Wealth and income inequality: two trends, one story

Diego Vazquez Inequality, Living wage, Tax

As Oxfam launches it’s Reward Work, Not Wealth report, Diego Vazquez takes us through the difference between income and wealth. 

One of the most interesting findings in the latest Davos report is that whilst the inequality crisis continues to increase with the accumulation of the world´s wealth by a just few billionaires, global income inequality has decreased during the last 25 years. This decrease is good news, although it may seem contradictory. A possible explanation behind these trends is that even when the income of the poorest and the global “middle classes” has increased, it is still too low to allow a significant number of people to make savings and invest in the type of goods that support wealth creation.

It is important to clarify the difference between wealth and income. Income is the amount of money a person or household receives in a given period. It can come as a wage, a return of an investment, a transfer from a family member or a Government benefit. When not used for goods or services, it can be transformed into wealth through bank savings, investing it on assets such as bonds, or buying a house or a car. At the same time, wealth can then be a source of income if it is invested in something that gives a return.

If we consider the world to be an entire country, income inequality has decreased since the end of the eighties. The force behind this trend is strong economic growth from Asian countries (which also concentrate a significant share of the global population) and the reduction of inequality in regions like Latin America during the first decade of this century. Nonetheless, the differences at the global level remain very high. Whilst the average income of the poorest 5% was $277 international dollars in 2008, the richest 5% earn on average almost $39,000 international dollars for the same period (all the international comparison are adjusted by purchased parity power (PPP) ). This means that the richest in the world have almost 140 times more income than the poorest. 

Whilst the average income of the poorest 5% was $277 international dollars in 2008, the richest 5% earn on average almost $39,000

Even when the income of the global middle and bottom is growing fast, there is still a long way to go for them to be close to the living standards enjoyed by the middle class in the West. They just do not have enough to accumulate any significant wealth. Even when the income of the world’s bottom 10% is estimated to have almost double the rate of increase of the top 10%, the bottom 10% only increased their per capita income by $217 (PPP) over the last 25 years. Most of the gains of the poorest will be used to consume basic goods like food, health and clothes.

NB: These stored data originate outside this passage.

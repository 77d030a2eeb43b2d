use async_trait::async_trait;
use reqwest::multipart;

use crate::application::ports::{RecognitionError, SpeechRecognizer};
use crate::domain::Waveform;
use crate::infrastructure::audio::encode_wav;
use crate::infrastructure::text::sanitize_transcript;

/// Remote speech-to-text over HTTP: the normalized waveform is re-encoded
/// as WAV and posted to a transcription endpoint.
pub struct HttpSpeechRecognizer {
    client: reqwest::Client,
    api_key: String,
    base_url: String,
    model: String,
    language: Option<String>,
}

impl HttpSpeechRecognizer {
    pub fn new(
        api_key: String,
        base_url: Option<String>,
        model: Option<String>,
        language: Option<String>,
    ) -> Self {
        Self {
            client: reqwest::Client::new(),
            api_key,
            base_url: base_url.unwrap_or_else(|| "https://api.openai.com/v1".to_string()),
            model: model.unwrap_or_else(|| "whisper-1".to_string()),
            language,
        }
    }
}

#[async_trait]
impl SpeechRecognizer for HttpSpeechRecognizer {
    async fn recognize(&self, waveform: &Waveform) -> Result<String, RecognitionError> {
        let url = format!("{}/audio/transcriptions", self.base_url);
        let wav_bytes = encode_wav(waveform);

        let file_part = multipart::Part::bytes(wav_bytes)
            .file_name("lecture.wav")
            .mime_str("audio/wav")
            .map_err(|e| RecognitionError::ServiceUnavailable(format!("mime: {}", e)))?;

        let mut form = multipart::Form::new()
            .text("model", self.model.clone())
            .text("response_format", "text")
            .part("file", file_part);

        if let Some(language) = &self.language {
            form = form.text("language", language.clone());
        }

        tracing::debug!(
            model = %self.model,
            duration_secs = waveform.duration_secs(),
            "Sending audio to recognition service"
        );

        let response = self
            .client
            .post(&url)
            .bearer_auth(&self.api_key)
            .multipart(form)
            .send()
            .await
            .map_err(|e| RecognitionError::ServiceUnavailable(format!("request: {}", e)))?;

        if !response.status().is_success() {
            let status = response.status();
            let body = response
                .text()
                .await
                .unwrap_or_else(|_| "unknown error".to_string());
            return Err(RecognitionError::ServiceUnavailable(format!(
                "status {}: {}",
                status, body
            )));
        }

        let raw = response
            .text()
            .await
            .map_err(|e| RecognitionError::ServiceUnavailable(format!("body: {}", e)))?;

        let transcript = sanitize_transcript(&raw);

        // The service answers 200 with an empty body when it finds no speech
        if transcript.is_empty() {
            return Err(RecognitionError::Unintelligible);
        }

        tracing::info!(chars = transcript.len(), "Transcription completed");

        Ok(transcript)
    }
}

In contrast, the multimillionaires and billionaires derive most of their income from returns on their wealth, not from wages or transfers like the majority of the people. Although their income may not be growing as fast as those further down, they are continuing to amass wealth. As Piketty shows in his masterpiece Capital in the 21st Century, the resources derived from real estate and financial transactions are more than enough to allow the global top 1% to maintain their lifestyle and to continue to build massive fortunes, creating dynasties for the economic elites.

According to the latest figures from Credit Suisse, 82% of all growth in global wealth in the last year went to the top 1%, while the bottom half of humanity saw no increase at all. If this perverse dynamic of accumulation of wealth is not addressed by Governments, modest improvements in the living conditions of the poorest in the world will not be enough to substantially reduce the stark differences in resources and power.